## PROBLEM DESCRIPTION
Look below for lines that hold the string "ProteinCatalog" and copy each one.

## ENTRIES SUPPLIED
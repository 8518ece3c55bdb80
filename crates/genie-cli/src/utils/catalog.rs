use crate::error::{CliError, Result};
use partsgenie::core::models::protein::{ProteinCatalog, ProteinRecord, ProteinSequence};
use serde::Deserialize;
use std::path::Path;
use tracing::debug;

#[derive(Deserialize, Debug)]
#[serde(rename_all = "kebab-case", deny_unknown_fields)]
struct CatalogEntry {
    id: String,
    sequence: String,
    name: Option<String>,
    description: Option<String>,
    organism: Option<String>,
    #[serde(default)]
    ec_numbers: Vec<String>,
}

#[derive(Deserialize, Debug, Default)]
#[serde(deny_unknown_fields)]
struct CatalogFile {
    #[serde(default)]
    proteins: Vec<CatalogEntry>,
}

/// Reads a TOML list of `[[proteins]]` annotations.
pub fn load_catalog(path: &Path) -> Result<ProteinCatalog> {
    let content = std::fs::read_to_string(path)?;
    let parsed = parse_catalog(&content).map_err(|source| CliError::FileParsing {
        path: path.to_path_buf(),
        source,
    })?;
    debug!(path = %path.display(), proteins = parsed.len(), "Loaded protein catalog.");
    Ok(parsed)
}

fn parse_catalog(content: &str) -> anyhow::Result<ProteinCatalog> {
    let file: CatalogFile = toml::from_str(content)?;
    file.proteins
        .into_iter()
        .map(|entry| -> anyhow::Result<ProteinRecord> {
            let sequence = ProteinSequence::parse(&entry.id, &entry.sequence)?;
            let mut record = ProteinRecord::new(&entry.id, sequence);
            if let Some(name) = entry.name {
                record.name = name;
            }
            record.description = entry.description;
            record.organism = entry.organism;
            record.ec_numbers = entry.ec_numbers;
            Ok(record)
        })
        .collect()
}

---

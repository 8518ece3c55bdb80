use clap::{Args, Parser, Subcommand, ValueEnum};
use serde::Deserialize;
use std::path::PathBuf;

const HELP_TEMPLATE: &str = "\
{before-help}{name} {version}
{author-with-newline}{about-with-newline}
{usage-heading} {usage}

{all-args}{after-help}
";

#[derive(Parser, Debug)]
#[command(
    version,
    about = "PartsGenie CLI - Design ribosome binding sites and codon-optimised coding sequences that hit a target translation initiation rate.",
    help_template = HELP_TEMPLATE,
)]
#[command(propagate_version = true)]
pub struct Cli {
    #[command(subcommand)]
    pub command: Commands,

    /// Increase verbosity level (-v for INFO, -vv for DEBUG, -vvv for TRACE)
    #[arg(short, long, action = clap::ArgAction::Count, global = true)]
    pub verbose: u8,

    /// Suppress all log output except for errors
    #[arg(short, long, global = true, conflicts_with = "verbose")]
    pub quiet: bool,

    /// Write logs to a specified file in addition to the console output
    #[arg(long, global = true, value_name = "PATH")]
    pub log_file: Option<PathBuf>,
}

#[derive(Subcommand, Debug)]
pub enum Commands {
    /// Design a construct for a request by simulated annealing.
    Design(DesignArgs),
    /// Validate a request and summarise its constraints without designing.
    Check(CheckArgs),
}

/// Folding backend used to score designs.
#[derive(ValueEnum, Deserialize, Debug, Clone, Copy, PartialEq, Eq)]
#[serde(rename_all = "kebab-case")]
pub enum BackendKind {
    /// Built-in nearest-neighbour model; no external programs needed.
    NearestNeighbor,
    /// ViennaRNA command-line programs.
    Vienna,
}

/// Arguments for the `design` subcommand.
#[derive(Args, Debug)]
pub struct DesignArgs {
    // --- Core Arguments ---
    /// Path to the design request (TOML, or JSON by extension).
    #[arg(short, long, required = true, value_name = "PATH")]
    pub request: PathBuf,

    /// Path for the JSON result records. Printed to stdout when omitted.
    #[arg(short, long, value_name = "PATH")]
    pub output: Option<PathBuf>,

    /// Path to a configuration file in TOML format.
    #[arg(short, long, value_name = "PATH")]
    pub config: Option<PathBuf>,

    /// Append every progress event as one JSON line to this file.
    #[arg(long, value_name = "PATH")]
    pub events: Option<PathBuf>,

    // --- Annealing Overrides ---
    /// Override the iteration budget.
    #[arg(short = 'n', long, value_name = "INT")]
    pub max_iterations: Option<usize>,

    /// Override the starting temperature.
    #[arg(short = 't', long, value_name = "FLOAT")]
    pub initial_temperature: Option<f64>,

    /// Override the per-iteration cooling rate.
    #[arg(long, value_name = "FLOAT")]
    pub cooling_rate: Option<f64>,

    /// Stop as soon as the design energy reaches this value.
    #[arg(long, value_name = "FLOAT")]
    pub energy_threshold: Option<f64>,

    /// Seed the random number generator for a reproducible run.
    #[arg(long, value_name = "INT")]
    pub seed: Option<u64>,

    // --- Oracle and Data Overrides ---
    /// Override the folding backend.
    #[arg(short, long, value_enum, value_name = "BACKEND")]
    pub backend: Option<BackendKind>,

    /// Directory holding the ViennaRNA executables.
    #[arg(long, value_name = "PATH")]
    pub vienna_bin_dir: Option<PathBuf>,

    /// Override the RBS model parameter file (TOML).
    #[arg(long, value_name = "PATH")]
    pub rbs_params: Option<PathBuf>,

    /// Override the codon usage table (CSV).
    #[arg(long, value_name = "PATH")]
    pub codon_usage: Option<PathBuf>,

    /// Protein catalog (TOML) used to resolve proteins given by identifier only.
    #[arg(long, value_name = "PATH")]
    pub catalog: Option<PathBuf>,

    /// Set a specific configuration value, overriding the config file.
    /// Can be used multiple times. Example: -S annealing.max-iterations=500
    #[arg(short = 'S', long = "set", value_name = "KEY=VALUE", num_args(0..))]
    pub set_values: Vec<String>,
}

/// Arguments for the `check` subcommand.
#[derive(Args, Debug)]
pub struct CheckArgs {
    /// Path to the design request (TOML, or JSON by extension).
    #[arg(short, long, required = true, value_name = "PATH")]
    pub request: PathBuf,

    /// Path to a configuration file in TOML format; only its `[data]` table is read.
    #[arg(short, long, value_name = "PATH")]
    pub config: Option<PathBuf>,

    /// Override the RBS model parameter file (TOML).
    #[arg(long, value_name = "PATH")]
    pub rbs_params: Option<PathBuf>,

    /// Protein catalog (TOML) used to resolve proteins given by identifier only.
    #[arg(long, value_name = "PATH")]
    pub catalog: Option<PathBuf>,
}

...

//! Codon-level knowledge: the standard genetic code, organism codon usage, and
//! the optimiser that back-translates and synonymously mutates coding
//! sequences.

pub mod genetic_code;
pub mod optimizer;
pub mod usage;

## SOLVED PROBLEM
use partsgenie::core::models::protein::{ProteinCatalog, ProteinRecord, ProteinSequence};
pub fn load_catalog(path: &Path) -> Result<ProteinCatalog> {
fn parse_catalog(content: &str) -> anyhow::Result<ProteinCatalog> {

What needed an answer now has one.